** Work to be completed **
In the listing below, write out exactly each line from the first through the one containing "pub fn place(&mut".

Task material: Begin

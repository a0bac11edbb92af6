use super::types::{Move, Position};

/// Square grid of moves. Every cell keeps its own coordinates, only the
/// label changes.
#[derive(Debug, Clone, PartialEq, Eq)]
pub struct Board {
    size: usize,
    cells: Vec<Vec<Move>>,
}

impl Board {
    pub fn new(size: usize) -> Self {
        let cells = (0..size)
            .map(|row| (0..size).map(|col| Move::empty(row, col)).collect())
            .collect();
        Self { size, cells }
    }

    pub fn size(&self) -> usize {
        self.size
    }

    pub fn get(&self, row: usize, col: usize) -> Option<&Move> {
        self.cells.get(row).and_then(|cells| cells.get(col))
    }

    pub fn label_at(&self, position: Position) -> Option<&str> {
        self.get(position.row, position.col).map(|mv| mv.label.as_str())
    }

    pub fn is_in_bounds(&self, row: usize, col: usize) -> bool {
        row < self.size && col < self.size
    }

    /// Stores `mv` at its own coordinates. Returns false when out of range.
    pub fn place(&mut self, mv: Move) -> bool {
        match self.cells.get_mut(mv.row).and_then(|cells| cells.get_mut(mv.col)) {
            Some(cell) => {
                *cell = mv;
                true
            }
            None => false,
        }
    }

    pub fn clear(&mut self) {
        for (row, cells) in self.cells.iter_mut().enumerate() {
            for (col, cell) in cells.iter_mut().enumerate() {
                *cell = Move::empty(row, col);
            }
        }
    }

    pub fn is_full(&self) -> bool {
        self.cells
            .iter()
            .all(|row| row.iter().all(|cell| !cell.is_empty()))
    }

    pub fn rows(&self) -> impl Iterator<Item = &[Move]> {
        self.cells.iter().map(|row| row.as_slice())
    }
}

#[cfg(test)]
mod tests {
    use super::*;

    #[test]
    fn test_new_board_cells_match_their_coordinates() {
        let board = Board::new(4);
        for (row, cells) in board.rows().enumerate() {
            assert_eq!(cells.len(), 4);
            for (col, cell) in cells.iter().enumerate() {
                assert_eq!(cell, &Move::empty(row, col));
            }
        }
    }

    #[test]
    fn test_place_out_of_bounds_is_rejected() {
        let mut board = Board::new(3);
        assert!(!board.place(Move::new(3, 0, "X")));
        assert!(!board.place(Move::new(0, 7, "X")));
        assert!(board.get(3, 0).is_none());
        assert_eq!(board, Board::new(3));
    }

    #[test]
    fn test_clear_restores_empty_cells() {
        let mut board = Board::new(3);
        assert!(board.place(Move::new(1, 1, "X")));
        assert!(board.place(Move::new(2, 0, "O")));
        assert_eq!(board.label_at(Position::new(1, 1)), Some("X"));

        board.clear();

        assert_eq!(board, Board::new(3));
    }

    #[test]
    fn test_is_full() {
        let mut board = Board::new(2);
        board.place(Move::new(0, 0, "X"));
        board.place(Move::new(0, 1, "O"));
        board.place(Move::new(1, 0, "X"));
        assert!(!board.is_full());
        board.place(Move::new(1, 1, "O"));
        assert!(board.is_full());
    }
}
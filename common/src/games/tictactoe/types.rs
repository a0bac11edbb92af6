#[derive(Debug, Clone, Copy, PartialEq, Eq)]
pub struct Position {
    pub row: usize,
    pub col: usize,
}

impl Position {
    pub fn new(row: usize, col: usize) -> Self {
        Self { row, col }
    }
}

/// One candidate line of `board_size` coordinates.
pub type WinningCombo = Vec<Position>;

#[derive(Debug, Clone, Copy, PartialEq, Eq)]
pub enum GameStatus {
    InProgress,
    Won,
    Tied,
}

#[derive(Debug, Clone, PartialEq, Eq)]
pub struct Player {
    name: String,
    label: String,
    display_color: String,
}

impl Player {
    pub fn new(
        name: impl Into<String>,
        label: impl Into<String>,
        display_color: impl Into<String>,
    ) -> Self {
        Self {
            name: name.into(),
            label: label.into(),
            display_color: display_color.into(),
        }
    }

    pub fn name(&self) -> &str {
        &self.name
    }

    pub fn label(&self) -> &str {
        &self.label
    }

    /// Opaque to the engine, only the presentation layer interprets it.
    pub fn display_color(&self) -> &str {
        &self.display_color
    }
}

/// A mark at a board coordinate. An empty label marks an unoccupied cell.
#[derive(Debug, Clone, PartialEq, Eq)]
pub struct Move {
    pub row: usize,
    pub col: usize,
    pub label: String,
}

impl Move {
    pub fn new(row: usize, col: usize, label: impl Into<String>) -> Self {
        Self {
            row,
            col,
            label: label.into(),
        }
    }

    pub fn empty(row: usize, col: usize) -> Self {
        Self {
            row,
            col,
            label: String::new(),
        }
    }

    pub fn is_empty(&self) -> bool {
        self.label.is_empty()
    }

    pub fn position(&self) -> Position {
        Position::new(self.row, self.col)
    }
}
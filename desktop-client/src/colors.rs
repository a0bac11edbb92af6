use eframe::egui;

/// Turns a player's display color into something egui can paint. Accepts
/// a handful of color names or `#rrggbb`.
pub fn parse_color(color: &str) -> Option<egui::Color32> {
    let color = color.trim().to_ascii_lowercase();
    if let Some(hex) = color.strip_prefix('#') {
        return parse_hex(hex);
    }

    let rgb = match color.as_str() {
        "black" => (0, 0, 0),
        "white" => (255, 255, 255),
        "red" => (220, 50, 50),
        "green" => (40, 160, 40),
        "blue" => (50, 50, 220),
        "lightblue" => (173, 216, 230),
        "pink" => (255, 105, 180),
        "purple" => (128, 0, 128),
        "orange" => (255, 140, 0),
        "gray" | "grey" => (128, 128, 128),
        _ => return None,
    };
    Some(egui::Color32::from_rgb(rgb.0, rgb.1, rgb.2))
}

fn parse_hex(hex: &str) -> Option<egui::Color32> {
    if hex.len() != 6 || !hex.is_ascii() {
        return None;
    }
    let channel = |range: std::ops::Range<usize>| u8::from_str_radix(&hex[range], 16).ok();
    Some(egui::Color32::from_rgb(channel(0..2)?, channel(2..4)?, channel(4..6)?))
}
mod board;
mod errors;
mod game_state;
mod rotation;
mod types;
mod win_detector;

pub use board::Board;
pub use errors::{GameConfigError, MoveError};
pub use game_state::{DEFAULT_BOARD_SIZE, GameEngine};
pub use rotation::PlayerRotation;
pub use types::{GameStatus, Move, Player, Position, WinningCombo};
pub use win_detector::{find_winning_combo, is_winning_combo, winning_combos};
pub mod tictactoe;
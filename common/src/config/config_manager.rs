use serde::{Deserialize, Serialize};
use std::path::Path;
use std::sync::{Mutex, MutexGuard};

use super::{
    ConfigContentProvider, ConfigError, ConfigSerializer, FileContentConfigProvider, Validate,
    YamlConfigSerializer,
};

/// Loads a config once, caches it, and writes changes back through the
/// content provider. A missing source yields `TConfig::default()`.
pub struct ConfigManager<TConfigContentProvider, TConfig, TConfigSerializer = YamlConfigSerializer>
where
    TConfigContentProvider: ConfigContentProvider,
    TConfig: Clone + for<'de> Deserialize<'de> + Serialize + Validate + Default,
    TConfigSerializer: ConfigSerializer<TConfig>,
{
    config_serializer: TConfigSerializer,
    config_content_provider: TConfigContentProvider,
    config: Mutex<Option<TConfig>>,
}

impl<TConfig> ConfigManager<FileContentConfigProvider, TConfig, YamlConfigSerializer>
where
    TConfig: Clone + for<'de> Deserialize<'de> + Serialize + Validate + Default,
{
    pub fn from_yaml_file(file_path: impl AsRef<Path>) -> Self {
        Self::new(
            FileContentConfigProvider::new(file_path.as_ref()),
            YamlConfigSerializer::new(),
        )
    }
}

impl<TConfigContentProvider, TConfig, TConfigSerializer>
    ConfigManager<TConfigContentProvider, TConfig, TConfigSerializer>
where
    TConfigContentProvider: ConfigContentProvider,
    TConfig: Clone + for<'de> Deserialize<'de> + Serialize + Validate + Default,
    TConfigSerializer: ConfigSerializer<TConfig>,
{
    pub fn new(
        config_content_provider: TConfigContentProvider,
        config_serializer: TConfigSerializer,
    ) -> Self {
        Self {
            config: Mutex::new(None),
            config_content_provider,
            config_serializer,
        }
    }

    fn cached(&self) -> MutexGuard<'_, Option<TConfig>> {
        self.config.lock().unwrap_or_else(|poisoned| poisoned.into_inner())
    }

    pub fn get_config(&self) -> Result<TConfig, ConfigError> {
        let mut current = self.cached();

        if let Some(config) = current.as_ref() {
            return Ok(config.clone());
        }

        let Some(config_data) = self.config_content_provider.get_config_content()? else {
            return Ok(TConfig::default());
        };

        let config = self.config_serializer.deserialize(&config_data)?;
        config.validate().map_err(ConfigError::Validation)?;

        *current = Some(config.clone());
        Ok(config)
    }

    pub fn set_config(&self, config: &TConfig) -> Result<(), ConfigError> {
        config.validate().map_err(ConfigError::Validation)?;

        let serialized_config = self.config_serializer.serialize(config)?;
        self.config_content_provider
            .set_config_content(&serialized_config)?;

        *self.cached() = Some(config.clone());
        Ok(())
    }
}
use std::collections::HashMap;

use eframe::egui;
use tictactoe_common::games::tictactoe::Position;

/// Widget ids of the grid cells and the board coordinates they stand for.
pub struct CellMap {
    ids: Vec<Vec<egui::Id>>,
    positions: HashMap<egui::Id, Position>,
}

impl CellMap {
    pub fn new(board_size: usize) -> Self {
        let ids: Vec<Vec<egui::Id>> = (0..board_size)
            .map(|row| {
                (0..board_size)
                    .map(|col| egui::Id::new(("tictactoe_cell", row, col)))
                    .collect()
            })
            .collect();

        let positions = ids
            .iter()
            .enumerate()
            .flat_map(|(row, cells)| {
                cells
                    .iter()
                    .enumerate()
                    .map(move |(col, &id)| (id, Position::new(row, col)))
            })
            .collect();

        Self { ids, positions }
    }

    pub fn id(&self, row: usize, col: usize) -> Option<egui::Id> {
        self.ids.get(row).and_then(|cells| cells.get(col)).copied()
    }

    pub fn position(&self, id: egui::Id) -> Option<Position> {
        self.positions.get(&id).copied()
    }
}

#[cfg(test)]
mod tests {
    use super::*;

    #[test]
    fn test_every_cell_has_its_own_id() {
        let map = CellMap::new(3);
        assert_eq!(map.positions.len(), 9);
        for row in 0..3 {
            for col in 0..3 {
                let id = map.id(row, col).unwrap();
                assert_eq!(map.position(id), Some(Position::new(row, col)));
            }
        }
    }

    #[test]
    fn test_unknown_ids_and_cells() {
        let map = CellMap::new(3);
        assert_eq!(map.id(3, 0), None);
        assert_eq!(map.position(egui::Id::new("menu_bar")), None);
    }
}
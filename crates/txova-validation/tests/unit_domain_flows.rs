//! End-to-end checks across the leaf validators
//!
//! Each module groups the calls a single API handler would make.

use pretty_assertions::assert_eq;
use txova_validation::sanitize::Sanitizer;
use txova_validation::{
    document, geo, phone, rating, ride, vehicle, ErrorCode, Location, ValidationErrors,
};

#[cfg(test)]
mod driver_onboarding {
    use super::*;
    use pretty_assertions::assert_eq;

    #[test]
    fn test_clean_and_validate_profile() {
        let name = Sanitizer::name().apply("  <b>joão</b>   DA silva ");
        assert_eq!(name, "João Da Silva");

        let email = Sanitizer::email().apply("  Joao@Example.COM ");
        assert_eq!(email, "joao@example.com");

        let digits = Sanitizer::phone().apply("+258 (84) 123-4567");
        assert_eq!(phone::normalize(&digits).unwrap(), "+258841234567");
        assert_eq!(phone::operator(&digits), Some(phone::Operator::Vodacom));
    }

    #[test]
    fn test_vehicle_checks() {
        assert_eq!(vehicle::normalize_plate("aaa 123 mp").unwrap(), "AAA-123-MP");
        assert_eq!(vehicle::province_name("AAA-123-MP"), Some("Maputo Province"));
        assert!(vehicle::validate_year_at(2020, 2025).is_ok());

        let err = vehicle::validate_year_at(2027, 2025).unwrap_err();
        assert_eq!(err.code, ErrorCode::OutOfRange);
        assert_eq!(err.message, "year must be between 2010 and 2026");
    }

    #[test]
    fn test_document_upload() {
        assert!(document::validate_format("JPG", "profile_photo").is_ok());
        assert!(document::validate_mime_type("image/jpeg", ".jpg").is_ok());
        assert!(document::validate_image(800, 600, 1_000_000, "profile_photo").is_ok());

        let err = document::validate_format("pdf", "vehicle_photo").unwrap_err();
        assert_eq!(err.code, ErrorCode::InvalidOption);

        let err = document::validate_file_size(3 * 1024 * 1024, "profile_photo").unwrap_err();
        assert_eq!(err.field, "file_size");

        let err = document::validate_doc_type("passport").unwrap_err();
        assert_eq!(err.code, ErrorCode::InvalidOption);
        assert!(err.message.contains("driver_license"));
    }

    #[test]
    fn test_collecting_errors_from_several_checks() {
        let errors: ValidationErrors = [
            vehicle::validate_plate("INVALID"),
            vehicle::validate_year_at(2005, 2025),
            document::validate_doc_type("driver_license"),
        ]
        .into_iter()
        .filter_map(Result::err)
        .collect();

        assert_eq!(errors.fields(), vec!["plate", "year"]);
        let json = serde_json::to_value(&errors).unwrap();
        assert_eq!(json[0]["code"], "INVALID_FORMAT");
        assert_eq!(json[1]["value"], 2005);
    }
}

#[cfg(test)]
mod ride_booking {
    use super::*;
    use pretty_assertions::assert_eq;

    const MAPUTO: Location = Location { lat: -25.95, lon: 32.58 };
    const BAIXA: Location = Location { lat: -25.9692, lon: 32.5732 };

    #[test]
    fn test_pickup_in_service_area() {
        assert!(geo::validate_in_mozambique(MAPUTO.lat, MAPUTO.lon).is_ok());
        assert_eq!(geo::find_service_area(MAPUTO.lat, MAPUTO.lon), Some("maputo"));

        let err = geo::validate_service_area(MAPUTO.lat, MAPUTO.lon, "beira").unwrap_err();
        assert_eq!(err.code, ErrorCode::OutsideServiceArea);
        assert_eq!(err.field, "location");
    }

    #[test]
    fn test_trip_distance_and_fare() {
        assert!(ride::validate_pickup_dropoff_locations(MAPUTO, BAIXA).is_ok());

        let km = geo::calculate_distance(MAPUTO.lat, MAPUTO.lon, BAIXA.lat, BAIXA.lon).unwrap();
        assert!(km > 1.0 && km < 5.0, "distance {km}");
        assert!(ride::validate_distance(km).is_ok());

        let fare = ride::estimate_fare(10.0, 5_000, 1_500);
        assert_eq!(fare, 20_000);
        assert!(ride::validate_fare(fare).is_ok());
    }

    #[test]
    fn test_trip_rejections() {
        let err = ride::validate_pickup_dropoff_locations(MAPUTO, MAPUTO).unwrap_err();
        assert_eq!(err.field, "pickup_dropoff");

        let err = ride::validate_pickup_dropoff_locations(Location::default(), BAIXA).unwrap_err();
        assert_eq!(err.code, ErrorCode::Required);

        let err = ride::validate_pickup_dropoff(95.0, 32.0, BAIXA.lat, BAIXA.lon).unwrap_err();
        assert_eq!(err.field, "pickup");
        assert_eq!(err.code, ErrorCode::InvalidFormat);

        assert_eq!(ride::validate_fare(100).unwrap_err().code, ErrorCode::OutOfRange);
    }

    #[test]
    fn test_pin_confirmation() {
        assert!(ride::validate_pin("7392").is_ok());
        for pin in ["1234", "9876", "5555", "12a4", "123"] {
            let err = ride::validate_pin(pin).unwrap_err();
            assert_eq!(err.field, "pin", "{pin}");
        }
    }
}

#[cfg(test)]
mod trip_review {
    use super::*;
    use pretty_assertions::assert_eq;

    #[test]
    fn test_review_pipeline() {
        assert!(rating::validate_rating(4).is_ok());

        let result = rating::process_review("  Great   <i>driver</i>, very polite ").unwrap();
        assert_eq!(result.text, "Great driver, very polite");
        assert!(!result.requires_review);
        assert!(result.sanitized_length < result.original_length);
    }

    #[test]
    fn test_review_flagged_for_moderation() {
        let result = rating::process_review("que merda de viagem").unwrap();
        assert!(result.has_profanity);
        assert!(result.requires_review);
    }

    #[test]
    fn test_review_too_long_after_sanitizing() {
        let long = "a".repeat(rating::MAX_REVIEW_LENGTH + 1);
        let err = rating::process_review(&long).unwrap_err();
        assert_eq!(err.code, ErrorCode::TooLong);

        let padded = format!("<p>{}</p>", "a".repeat(rating::MAX_REVIEW_LENGTH));
        assert!(rating::process_review(&padded).is_ok());
    }
}
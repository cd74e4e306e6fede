//! Txova Validation - Input validation and sanitization for the Txova platform
//!
//! This crate checks the Mozambique-specific inputs a ride-hailing service
//! receives and reports problems in one structured, serializable shape.
//!
//! # Main Components
//!
//! - **Error Vocabulary**: [`ValidationError`] and [`ValidationErrors`] with stable codes
//! - **Domain Validators**: phone numbers, plates, coordinates, rides, ratings, documents
//! - **Sanitization**: composable text cleanup via [`sanitize::Sanitizer`]
//! - **Struct Validation**: declarative rule expressions evaluated by [`Validator`]
//!
//! # Example
//!
//! ```
//! use txova_validation::{phone, ride, ErrorCode};
//!
//! assert_eq!(phone::normalize("84 123 4567").unwrap(), "+258841234567");
//!
//! let err = ride::validate_pin("1234").unwrap_err();
//! assert_eq!(err.code, ErrorCode::InvalidFormat);
//!
//! let errors = txova_validation::validate_var(&0i64, "txova_money").unwrap();
//! assert_eq!(errors.fields(), vec!["value"]);
//! ```
//!
//! Copyright (c) 2025 Txova Team
//! Licensed under the Apache-2.0 license

pub mod config;
pub mod document;
pub mod error;
pub mod geo;
pub mod phone;
pub mod rating;
pub mod ride;
pub mod sanitize;
pub mod structval;
pub mod validation;
pub mod vehicle;

// Re-export main types for convenience
pub use config::ValidatorConfig;
pub use error::{Error, Result};
pub use geo::{BoundingBox, Location};
pub use validation::{ErrorCode, ValidationError, ValidationErrors};

// Struct validation
pub use structval::{
    register_rule, validate, validate_var, validator, FieldLevel, FieldSpec, Schema, ToFieldValue,
    Validate, Validator, ValidatorBuilder,
};
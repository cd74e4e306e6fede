//! Declarative struct validation
//!
//! Records describe their fields once through a [`Schema`]; a [`Validator`]
//! evaluates it and reports failures as [`ValidationErrors`] keyed by each
//! field's wire name.
//!
//! Rule expressions are comma-separated lists such as
//! `"required,min=2,max=100"`. Besides the general-purpose built-ins, every
//! validator understands the Txova rules `mz_phone`, `mz_plate`,
//! `mz_location`, `txova_pin`, `txova_money`, `txova_rating` and
//! `txova_vehicle_year`.
//!
//! Copyright (c) 2025 Txova Team
//! Licensed under the Apache-2.0 license

pub mod engine;
pub mod naming;
pub mod registry;
pub mod schema;
pub mod translate;
pub mod value;

pub use engine::{Builtin, Engine, FieldError, FieldLevel, RuleFn, RuleSet};
pub use naming::{wire_or_structural, FieldName, NameResolverFn};
pub use registry::{register_rule, validate, validate_var, validator};
pub use schema::{Accessor, FieldSpec, Schema, SchemaBuilder, Validate};
pub use value::{FieldKind, FieldValue, LatLon, LocationShape, Numeric, ToFieldValue};

use crate::config::ValidatorConfig;
use crate::error::Result;
use crate::validation::{ErrorCode, ValidationError, ValidationErrors};
use std::fmt;
use std::sync::Arc;

/// Field name used by [`Validator::validate_var`]
pub const VAR_FIELD: &str = "value";

/// Rule table, configuration and naming policy in one place
///
/// Cheap to share; validation only reads from it.
pub struct Validator {
    engine: Engine,
    config: ValidatorConfig,
    name_resolver: Box<NameResolverFn>,
}

impl Default for Validator {
    fn default() -> Self {
        Self::new()
    }
}

impl fmt::Debug for Validator {
    fn fmt(&self, f: &mut fmt::Formatter<'_>) -> fmt::Result {
        f.debug_struct("Validator")
            .field("engine", &self.engine)
            .field("config", &self.config)
            .finish_non_exhaustive()
    }
}

impl Validator {
    /// Validator with the default configuration
    pub fn new() -> Self {
        Self::with_config(ValidatorConfig::default())
    }

    pub fn with_config(config: ValidatorConfig) -> Self {
        let mut engine = Engine::new();
        for (name, rule) in registry::txova_rules(&config) {
            engine.insert(name, rule);
        }

        Self {
            engine,
            config,
            name_resolver: Box::new(wire_or_structural),
        }
    }

    pub fn builder() -> ValidatorBuilder {
        ValidatorBuilder::default()
    }

    /// Start a schema for `T`
    pub fn schema<T: 'static>() -> SchemaBuilder<T> {
        SchemaBuilder::new()
    }

    pub fn config(&self) -> &ValidatorConfig {
        &self.config
    }

    pub fn engine(&self) -> &Engine {
        &self.engine
    }

    pub fn has_rule(&self, name: &str) -> bool {
        self.engine.has_rule(name)
    }

    /// Display name for a field under this validator's naming policy
    pub fn resolve_name(&self, name: &FieldName<'_>) -> String {
        naming::resolve(self.name_resolver.as_ref(), name)
    }

    pub fn parse_rules(&self, expression: &str) -> Result<RuleSet> {
        self.engine.parse(expression)
    }

    pub(crate) fn register_arc(&mut self, name: &str, rule: Arc<RuleFn>) -> Result<()> {
        self.engine.register(name, rule)
    }

    /// Validate a record against its own schema
    ///
    /// Returns `None` when every field passes.
    pub fn validate<T: Validate>(&self, record: &T) -> Option<ValidationErrors> {
        self.validate_with(record, T::schema())
    }

    /// Validate a record against an explicit schema
    ///
    /// The schema's rules were bound when it was built, so failures are
    /// formatted with [`Schema::config`] rather than this validator's
    /// configuration.
    pub fn validate_with<T>(&self, record: &T, schema: &Schema<T>) -> Option<ValidationErrors> {
        let errors = schema.errors(record);
        if errors.is_empty() {
            return None;
        }

        tracing::trace!(
            failed = errors.len(),
            fields = schema.len(),
            "struct validation failed"
        );
        Some(errors)
    }

    /// Validate a single value against a rule expression
    ///
    /// Failures are reported under the field name `value`. A malformed
    /// expression is reported the same way rather than as an [`Error`].
    ///
    /// [`Error`]: crate::Error
    pub fn validate_var<V: ToFieldValue + ?Sized>(
        &self,
        value: &V,
        rules: &str,
    ) -> Option<ValidationErrors> {
        let rule_set = match self.parse_rules(rules) {
            Ok(rule_set) => rule_set,
            Err(e) => {
                tracing::debug!(expression = rules, error = %e, "invalid rule expression");
                let error =
                    ValidationError::new(VAR_FIELD, ErrorCode::InvalidFormat, e.to_string());
                return std::iter::once(error).collect::<ValidationErrors>().into_option();
            }
        };

        rule_set
            .check(VAR_FIELD, &value.to_field_value())
            .map(|failure| translate::translate_all([&failure], &self.config))
    }
}

/// Builder for validators with custom rules or naming
#[derive(Default)]
pub struct ValidatorBuilder {
    config: Option<ValidatorConfig>,
    rules: Vec<(String, Arc<RuleFn>)>,
    name_resolver: Option<Box<NameResolverFn>>,
}

impl fmt::Debug for ValidatorBuilder {
    fn fmt(&self, f: &mut fmt::Formatter<'_>) -> fmt::Result {
        let rules: Vec<&str> = self.rules.iter().map(|(name, _)| name.as_str()).collect();
        f.debug_struct("ValidatorBuilder")
            .field("config", &self.config)
            .field("rules", &rules)
            .field("custom_names", &self.name_resolver.is_some())
            .finish()
    }
}

impl ValidatorBuilder {
    pub fn config(mut self, config: ValidatorConfig) -> Self {
        self.config = Some(config);
        self
    }

    /// Add a custom rule; name clashes are reported by [`ValidatorBuilder::build`]
    pub fn rule<F>(mut self, name: impl Into<String>, predicate: F) -> Self
    where
        F: Fn(&FieldLevel<'_>) -> bool + Send + Sync + 'static,
    {
        self.rules.push((name.into(), Arc::new(predicate)));
        self
    }

    /// Replace the field-naming policy
    pub fn name_resolver<F>(mut self, resolver: F) -> Self
    where
        F: Fn(&FieldName<'_>) -> String + Send + Sync + 'static,
    {
        self.name_resolver = Some(Box::new(resolver));
        self
    }

    pub fn build(self) -> Result<Validator> {
        let config = self.config.unwrap_or_default();
        config.validate()?;

        let mut validator = Validator::with_config(config);
        for (name, rule) in self.rules {
            validator.register_arc(&name, rule)?;
        }
        if let Some(resolver) = self.name_resolver {
            validator.name_resolver = resolver;
        }

        Ok(validator)
    }
}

Task material: End

** Solution to this exercise **
repository a0bac11edbb92af6
use super::types::{Move, Position};

/// Square grid of moves. Every cell keeps its own coordinates, only the
/// label changes.
#[derive(Debug, Clone, PartialEq, Eq)]
pub struct Board {
    size: usize,
    cells: Vec<Vec<Move>>,
}

impl Board {
    pub fn new(size: usize) -> Self {
        let cells = (0..size)
            .map(|row| (0..size).map(|col| Move::empty(row, col)).collect())
            .collect();
        Self { size, cells }
    }

    pub fn size(&self) -> usize {
        self.size
    }

    pub fn get(&self, row: usize, col: usize) -> Option<&Move> {
        self.cells.get(row).and_then(|cells| cells.get(col))
    }

    pub fn label_at(&self, position: Position) -> Option<&str> {
        self.get(position.row, position.col).map(|mv| mv.label.as_str())
    }

    pub fn is_in_bounds(&self, row: usize, col: usize) -> bool {
        row < self.size && col < self.size
    }

    /// Stores `mv` at its own coordinates. Returns false when out of range.
    pub fn place(&mut self, mv: Move) -> bool {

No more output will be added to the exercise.